Issue #17810: Implement PEP 3154, pickle protocol 4.

Most of the work is by Alexandre.
author: Antoine Pitrou <solipsis@pitrou.net> 2013-11-23 17:59:12 (GMT)
committer: Antoine Pitrou <solipsis@pitrou.net> 2013-11-23 17:59:12 (GMT)
commit: c9dc4a2a8a6dcfe1674685bea4a4af935c0e37ca (patch)
tree: afbde5318538e73815668dc73a0fb91dfb88ca61 /Lib/pickletools.py
parent: 95401c5f6b9f07b094924559177c9b30a1c38998 (diff)

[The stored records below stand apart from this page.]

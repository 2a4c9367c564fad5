use crate::snapshot::{FrameworkSnapshot, PageSnapshot};
use std::fmt::Write;

/// Most recent console entries included in a prompt
pub const MAX_PROMPT_CONSOLE_ENTRIES: usize = 50;

/// DOM issues included in a prompt
pub const MAX_PROMPT_DOM_ISSUES: usize = 30;

const RESPONSE_SCHEMA: &str = r###"{
  "header": "## short markdown title naming the main problem",
  "severity": "critical | high | medium | low",
  "severityConfidence": 0-100,
  "category": "e.g. javascript-error, network, http-error, authentication, validation, performance, ui",
  "categoryConfidence": 0-100,
  "summary": "one or two sentences",
  "rootCause": "most likely cause",
  "userImpact": "what the user experiences",
  "technicalDetails": "relevant errors, resources and metrics",
  "suggestedFix": "concrete next steps",
  "priority": "P1 | P2 | P3 | P4"
}"###;

/// Build the analysis prompt for a snapshot
pub fn build_prompt(snapshot: &PageSnapshot) -> String {
    let mut prompt = String::new();

    prompt.push_str(
        "You are a senior web engineer triaging a bug report. Analyze the page data \
         below and identify the most likely issue.\n\n",
    );

    let _ = writeln!(prompt, "URL: {}", snapshot.url);
    let _ = writeln!(prompt, "Title: {}", snapshot.title);
    let _ = writeln!(prompt, "Captured at: {}", snapshot.timestamp);
    let _ = writeln!(prompt, "\nPage content (excerpt):\n{}", snapshot.content_excerpt);

    prompt.push_str("\nConsole entries:\n");
    if snapshot.console_entries.is_empty() {
        prompt.push_str("(none)\n");
    } else {
        let skip = snapshot
            .console_entries
            .len()
            .saturating_sub(MAX_PROMPT_CONSOLE_ENTRIES);
        for entry in snapshot.console_entries.iter().skip(skip) {
            let _ = writeln!(
                prompt,
                "[{}] {} {}",
                entry.level.as_str().to_uppercase(),
                entry.timestamp,
                entry.message()
            );
        }
    }

    prompt.push_str("\nDOM issues:\n");
    if snapshot.dom_issues.is_empty() {
        prompt.push_str("(none)\n");
    } else {
        for issue in snapshot.dom_issues.iter().take(MAX_PROMPT_DOM_ISSUES) {
            let _ = writeln!(prompt, "- {}", issue);
        }
    }

    if let Some(perf) = &snapshot.performance_snapshot {
        if let Ok(json) = serde_json::to_string(perf) {
            let _ = writeln!(prompt, "\nPerformance data:\n{}", json);
        }
    }

    if let Some(FrameworkSnapshot::Detected(report)) = &snapshot.framework_snapshot {
        if let Ok(json) = serde_json::to_string(report) {
            let _ = writeln!(prompt, "\nFramework data:\n{}", json);
        }
    }

    let _ = write!(
        prompt,
        "\nRespond with a single JSON object and nothing else, using exactly this schema:\n{}\n",
        RESPONSE_SCHEMA
    );

    prompt
}
use clap::Parser;
use page_report::{Pipeline, ReportConfig, RunOutcome, StdoutSink, WebDriverPage};
use std::process::ExitCode;
use std::sync::Arc;

mod args;
use args::Args;

#[tokio::main]
async fn main() -> ExitCode {
    // Initialize logging
    env_logger::init();

    let args = Args::parse();

    let config = match load_config(&args) {
        Ok(config) => config,
        Err(e) => {
            ::log::error!("Failed to load configuration: {}", e);
            return ExitCode::FAILURE;
        }
    };

    ::log::info!("Generating report for {} ({:?} mode)", args.url, config.ai_mode);

    let page = match WebDriverPage::connect(&config.webdriver_url).await {
        Ok(page) => page,
        Err(e) => {
            ::log::error!("{}", e);
            eprintln!("Note: page-report requires a WebDriver server (e.g., ChromeDriver).");
            eprintln!("Set WEBDRIVER_URL if not using the default {}", config.webdriver_url);
            return ExitCode::FAILURE;
        }
    };

    let pipeline = match Pipeline::new(config, Arc::new(StdoutSink::new(args.json))) {
        Ok(pipeline) => pipeline,
        Err(e) => {
            ::log::error!("Failed to build pipeline: {}", e);
            close(page).await;
            return ExitCode::FAILURE;
        }
    };

    let outcome = match page.goto(&args.url).await {
        Ok(()) => pipeline.trigger(&page, args.analysis_type.as_deref()).await,
        Err(e) => {
            ::log::error!("Failed to open {}: {}", args.url, e);
            close(page).await;
            return ExitCode::FAILURE;
        }
    };

    close(page).await;

    match outcome {
        RunOutcome::Delivered => ExitCode::SUCCESS,
        RunOutcome::DeliveredWithError | RunOutcome::Rejected => ExitCode::FAILURE,
    }
}

/// Config file (or defaults), then environment, then command-line flags
fn load_config(args: &Args) -> Result<ReportConfig, page_report::config::ConfigError> {
    let mut config = match &args.config {
        Some(path) => ReportConfig::from_file(path)?,
        None => ReportConfig::default(),
    }
    .with_env_overrides();

    if let Some(mode) = args.mode {
        config.ai_mode = mode.into();
    }
    if let Some(key) = &args.api_key {
        config.api_key = key.clone();
    }
    if let Some(window) = args.sampling_window {
        config.sampling_window_ms = window;
    }
    Ok(config)
}

async fn close(page: WebDriverPage) {
    if let Err(e) = page.close().await {
        ::log::warn!("Failed to close WebDriver session: {}", e);
    }
}
use crate::analyzer::RemoteAnalyzer;
use crate::classifier;
use crate::collectors::Collectors;
use crate::config::ReportConfig;
use crate::page::{PageContext, PageError};
use crate::report;
use crate::results::{AnalysisResult, ReportMessage};
use crate::runtime::{AnalysisStep, PipelineRuntimeState, PipelineState};
use crate::snapshot::PageSnapshot;
use crate::status::{ProgressTimers, StatusBoard, StatusNotifier, StatusUpdate};
use crate::utils::iso_timestamp;
use async_trait::async_trait;
use std::sync::Arc;
use thiserror::Error;
use tokio::sync::mpsc;

#[derive(Debug, Error)]
pub enum DeliveryError {
    #[error("report channel closed")]
    ChannelClosed,

    #[error("failed to encode report message: {0}")]
    Encode(#[from] serde_json::Error),
}

#[derive(Debug, Error)]
pub enum PipelineError {
    #[error("invalid console filter pattern: {0}")]
    Pattern(#[from] regex::Error),

    #[error("page collection failed: {0}")]
    Collection(#[from] PageError),
}

/// Outbound transport for finished reports
#[async_trait]
pub trait ReportSink: Send + Sync {
    async fn deliver(&self, message: ReportMessage) -> Result<(), DeliveryError>;
}

/// Delivers reports into a tokio channel
pub struct ChannelSink {
    sender: mpsc::UnboundedSender<ReportMessage>,
}

impl ChannelSink {
    pub fn new() -> (Self, mpsc::UnboundedReceiver<ReportMessage>) {
        let (sender, receiver) = mpsc::unbounded_channel();
        (Self { sender }, receiver)
    }
}

#[async_trait]
impl ReportSink for ChannelSink {
    async fn deliver(&self, message: ReportMessage) -> Result<(), DeliveryError> {
        self.sender
            .send(message)
            .map_err(|_| DeliveryError::ChannelClosed)
    }
}

/// Prints reports to stdout, either as text or as the raw JSON message
pub struct StdoutSink {
    json: bool,
}

impl StdoutSink {
    pub fn new(json: bool) -> Self {
        Self { json }
    }
}

#[async_trait]
impl ReportSink for StdoutSink {
    async fn deliver(&self, message: ReportMessage) -> Result<(), DeliveryError> {
        if self.json {
            println!("{}", serde_json::to_string_pretty(&message)?);
        } else {
            println!("{}", message.report);
        }
        Ok(())
    }
}

/// How a trigger ended
#[derive(Debug, Clone, Copy, PartialEq, Eq)]
pub enum RunOutcome {
    /// A full report was delivered
    Delivered,
    /// Collection failed and a minimal failure report was delivered
    DeliveredWithError,
    /// Another run was already in flight; nothing happened
    Rejected,
}

/// Collect, analyze, synthesize and deliver one report per trigger
pub struct Pipeline {
    config: ReportConfig,
    collectors: Collectors,
    analyzer: Option<RemoteAnalyzer>,
    sink: Arc<dyn ReportSink>,
    state: Arc<PipelineRuntimeState>,
    notifier: Arc<dyn StatusNotifier>,
}

impl Pipeline {
    /// Create a pipeline with the default collectors and, when the
    /// configuration allows it, a Gemini-backed remote analyzer
    pub fn new(config: ReportConfig, sink: Arc<dyn ReportSink>) -> Result<Self, PipelineError> {
        let collectors = Collectors::from_config(&config)?;
        let analyzer = config
            .remote_enabled()
            .then(|| RemoteAnalyzer::from_config(&config));

        Ok(Self {
            config,
            collectors,
            analyzer,
            sink,
            state: PipelineRuntimeState::new(),
            notifier: StatusBoard::new(),
        })
    }

    /// Share runtime state with other pipelines driving the same page
    pub fn with_state(mut self, state: Arc<PipelineRuntimeState>) -> Self {
        self.state = state;
        self
    }

    /// Replace the remote analyzer. It is still only used when remote analysis is enabled.
    pub fn with_analyzer(mut self, analyzer: RemoteAnalyzer) -> Self {
        self.analyzer = Some(analyzer);
        self
    }

    pub fn with_collectors(mut self, collectors: Collectors) -> Self {
        self.collectors = collectors;
        self
    }

    pub fn with_notifier(mut self, notifier: Arc<dyn StatusNotifier>) -> Self {
        self.notifier = notifier;
        self
    }

    pub fn state(&self) -> &Arc<PipelineRuntimeState> {
        &self.state
    }

    /// Run the pipeline once against `page`.
    ///
    /// `analysis_type` only changes the wording of status messages. A trigger
    /// that arrives while another run is in flight is rejected, not queued.
    pub async fn trigger(&self, page: &dyn PageContext, analysis_type: Option<&str>) -> RunOutcome {
        let Some(guard) = self.state.try_begin() else {
            ::log::info!("Report already in progress, ignoring trigger");
            return RunOutcome::Rejected;
        };
        let token = guard.token();

        ::log::info!("Starting report run #{}", token);
        self.notifier
            .notify(StatusUpdate::progress(token, "Collecting page data..."));
        let timers = ProgressTimers::start(Arc::clone(&self.notifier), token, analysis_type);

        let (report, outcome) = match self.run(page).await {
            Ok(report) => (report, RunOutcome::Delivered),
            Err(e) => {
                ::log::error!("Report run #{} failed: {}", token, e);
                let url = page.current_url().await.unwrap_or_default();
                let report = report::synthesize_failure(&e.to_string(), &url, &iso_timestamp());
                (report, RunOutcome::DeliveredWithError)
            }
        };

        timers.cancel();

        if let Err(e) = self.sink.deliver(ReportMessage::new(report)).await {
            ::log::error!("Failed to deliver report for run #{}: {}", token, e);
        }

        let (state, message) = match outcome {
            RunOutcome::DeliveredWithError => (PipelineState::DeliveredWithError, "Report ready (analysis failed)"),
            _ => (PipelineState::Delivered, "Report ready"),
        };
        self.state.set_state(state);
        self.notifier.notify(StatusUpdate::terminal(token, message));

        drop(guard);
        outcome
    }

    async fn run(&self, page: &dyn PageContext) -> Result<String, PipelineError> {
        self.state.set_state(PipelineState::Collecting);
        self.collectors.prepare(page, &self.state).await;
        let snapshot = self.collectors.snapshot(page).await?;

        let analysis = self.analyze(&snapshot).await;

        self.state.set_state(PipelineState::Synthesizing);
        Ok(report::synthesize(&snapshot, &analysis))
    }

    /// Remote analysis when enabled, otherwise or on exhaustion the pattern classifier
    async fn analyze(&self, snapshot: &PageSnapshot) -> AnalysisResult {
        match &self.analyzer {
            Some(analyzer) if self.config.remote_enabled() => {
                self.state
                    .set_state(PipelineState::Analyzing(AnalysisStep::TryRemote));
                match analyzer.analyze(snapshot).await {
                    Ok(ai) => return AnalysisResult::Ai(ai),
                    Err(e) => ::log::warn!("Remote analysis unavailable, using pattern analysis: {}", e),
                }
            }
            _ => ::log::debug!("Remote analysis disabled, using pattern analysis"),
        }

        self.state
            .set_state(PipelineState::Analyzing(AnalysisStep::FallbackHeuristic));
        AnalysisResult::Heuristic(classifier::classify(snapshot))
    }
}
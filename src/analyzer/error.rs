use thiserror::Error;

/// Why one model attempt failed. Every variant lets the next model be tried.
#[derive(Debug, Clone, PartialEq, Error)]
pub enum AttemptError {
    #[error("transport error: {0}")]
    Transport(String),

    #[error("HTTP error (status {status}): {body}")]
    Http { status: u16, body: String },

    #[error("model returned an empty response")]
    EmptyResponse,

    #[error("malformed payload: {0}")]
    MalformedPayload(String),
}

impl From<reqwest::Error> for AttemptError {
    fn from(err: reqwest::Error) -> Self {
        AttemptError::Transport(err.without_url().to_string())
    }
}

/// A failed attempt against a specific model
#[derive(Debug, Clone, PartialEq)]
pub struct ModelAttemptFailure {
    pub model: String,
    pub error: AttemptError,
}

#[derive(Debug, Clone, PartialEq, Error)]
pub enum AnalyzerError {
    #[error("no models configured")]
    NoModelsConfigured,

    #[error("all {} models failed", attempts.len())]
    AllModelsExhausted { attempts: Vec<ModelAttemptFailure> },
}
use crate::config::ConsoleCaptureConfig;
use crate::filter::ConsoleFilter;
use crate::page::{PageContext, PageError};
use crate::runtime::PipelineRuntimeState;
use crate::snapshot::ConsoleEntry;
use serde_json::{Value, json};
use std::time::Duration;

/// Installs the console wrapper. Returns "installed" or "present".
///
/// Every level chains to the original method. Arguments are rendered at call
/// time. Only a reference back to an ancestor becomes "[Circular]"; shared
/// siblings serialize in full. Values JSON.stringify skips (symbols) fall
/// back to `String(value)` and anything it rejects becomes "[Unserializable]".
/// Uncaught errors and unhandled rejections are recorded at `error` level.
const INSTALL_SCRIPT: &str = r#"
const maxEntries = arguments[0];
if (window.__pageReportConsole) {
    window.__pageReportConsole.maxEntries = maxEntries;
    return 'present';
}
const store = { entries: [], maxEntries: maxEntries };
window.__pageReportConsole = store;

function render(value) {
    if (typeof value === 'string') return value;
    if (value instanceof Error) return value.name + ': ' + value.message;
    if (value === undefined) return 'undefined';
    if (typeof value === 'function') return '[Function ' + (value.name || 'anonymous') + ']';
    try {
        const ancestors = [];
        const text = JSON.stringify(value, function (key, v) {
            if (typeof v !== 'object' || v === null) return v;
            while (ancestors.length > 0 && ancestors[ancestors.length - 1] !== this) ancestors.pop();
            if (ancestors.indexOf(v) !== -1) return '[Circular]';
            ancestors.push(v);
            return v;
        });
        return text === undefined ? String(value) : text;
    } catch (e) {
        return '[Unserializable]';
    }
}

function record(level, args) {
    try {
        store.entries.push({
            level: level,
            renderedArgs: Array.prototype.map.call(args, render),
            timestamp: new Date().toISOString()
        });
        while (store.entries.length > store.maxEntries) store.entries.shift();
    } catch (e) {}
}

['log', 'info', 'warn', 'error', 'debug'].forEach(function (level) {
    const original = console[level];
    console[level] = function () {
        record(level, arguments);
        if (typeof original === 'function') return original.apply(console, arguments);
    };
});

window.addEventListener('error', function (event) {
    record('error', ['Uncaught ' + (event.error ? render(event.error) : event.message)]);
});
window.addEventListener('unhandledrejection', function (event) {
    record('error', ['Unhandled rejection: ' + render(event.reason)]);
});

console.debug('[page-report] console hook installed');
return 'installed';
"#;

const READ_SCRIPT: &str =
    "return window.__pageReportConsole ? window.__pageReportConsole.entries.slice() : [];";

/// Captures console output of the page through an in-page hook
#[derive(Debug)]
pub struct ConsoleCollector {
    filter: ConsoleFilter,
    max_entries: usize,
    capture_window: Duration,
}

impl ConsoleCollector {
    pub fn new(config: &ConsoleCaptureConfig) -> Result<Self, regex::Error> {
        Ok(Self {
            filter: ConsoleFilter::from_config(config)?,
            max_entries: config.max_entries,
            capture_window: Duration::from_millis(config.capture_window_ms),
        })
    }

    /// Install the hook at most once per page lifetime.
    ///
    /// Returns `true` only when this call wrapped the console. A hook
    /// recorded in `state`, or one the page already carries, is left alone.
    pub async fn install(
        &self,
        page: &dyn PageContext,
        state: &PipelineRuntimeState,
    ) -> Result<bool, PageError> {
        if state.console_hook_installed() {
            ::log::trace!("Console hook already installed, skipping");
            return Ok(false);
        }

        let outcome = page
            .execute(INSTALL_SCRIPT, vec![json!(self.max_entries)])
            .await?;
        state.mark_console_hook_installed();

        let installed = outcome.as_str() == Some("installed");
        ::log::debug!(
            "Console hook {}",
            if installed { "installed" } else { "was already present" }
        );
        Ok(installed)
    }

    /// Read the captured entries after the capture window has elapsed
    pub async fn collect(&self, page: &dyn PageContext) -> Vec<ConsoleEntry> {
        if !self.capture_window.is_zero() {
            tokio::time::sleep(self.capture_window).await;
        }

        match self.read_entries(page).await {
            Ok(entries) => entries,
            Err(e) => {
                ::log::warn!("Console collection partial failure: {}", e);
                Vec::new()
            }
        }
    }

    async fn read_entries(&self, page: &dyn PageContext) -> Result<Vec<ConsoleEntry>, PageError> {
        let raw = page.execute(READ_SCRIPT, vec![]).await?;
        Ok(self.decode_entries(raw))
    }

    /// Decode raw entries, dropping malformed ones, filtered and capped to the newest
    pub fn decode_entries(&self, raw: Value) -> Vec<ConsoleEntry> {
        let Value::Array(items) = raw else {
            return Vec::new();
        };

        let mut entries: Vec<ConsoleEntry> = items
            .into_iter()
            .filter_map(|item| match serde_json::from_value::<ConsoleEntry>(item) {
                Ok(entry) => Some(entry),
                Err(e) => {
                    ::log::debug!("Skipping malformed console entry: {}", e);
                    None
                }
            })
            .filter(|entry| self.filter.should_keep(entry))
            .collect();

        if entries.len() > self.max_entries {
            entries.drain(..entries.len() - self.max_entries);
        }
        entries
    }
}

/// Render an argument the way the in-page hook does
pub fn render_arg(value: &Value) -> String {
    match value {
        Value::String(s) => s.clone(),
        other => other.to_string(),
    }
}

download: cpython-c9dc4a2a8a6dcfe1674685bea4a4af935c0e37ca.zip
cpython-c9dc4a2a8a6dcfe1674685bea4a4af935c0e37ca.tar.gz
cpython-c9dc4a2a8a6dcfe1674685bea4a4af935c0e37ca.tar.bz2
1 files changed, 404 insertions, 67 deletions
diff --git a/Lib/pickletools.py b/Lib/pickletools.py
index e92146d..d711bf0 100644
--- a/Lib/pickletools.py
+++ b/Lib/pickletools.py
@@ -11,6 +11,7 @@ dis(pickle, out=None, memo=None, indentlevel=4)
 '''
 
 import codecs
+import io
 import pickle
 import re
 import sys
@@ -168,6 +169,7 @@ UP_TO_NEWLINE = -1
 TAKEN_FROM_ARGUMENT1  = -2   # num bytes is 1-byte unsigned int
 TAKEN_FROM_ARGUMENT4  = -3   # num bytes is 4-byte signed little-endian int
 TAKEN_FROM_ARGUMENT4U = -4   # num bytes is 4-byte unsigned little-endian int
+TAKEN_FROM_ARGUMENT8U = -5   # num bytes is 8-byte unsigned little-endian int
 
 class ArgumentDescriptor(object):
     __slots__ = (
@@ -175,7 +177,7 @@ class ArgumentDescriptor(object):
         'name',
 
         # length of argument, in bytes; an int; UP_TO_NEWLINE and
-        # TAKEN_FROM_ARGUMENT{1,4} are negative values for variable-length
+        # TAKEN_FROM_ARGUMENT{1,4,8} are negative values for variable-length
         # cases
         'n',
 
@@ -196,7 +198,8 @@ class ArgumentDescriptor(object):
                                        n in (UP_TO_NEWLINE,
                                              TAKEN_FROM_ARGUMENT1,
                                              TAKEN_FROM_ARGUMENT4,
-                                             TAKEN_FROM_ARGUMENT4U))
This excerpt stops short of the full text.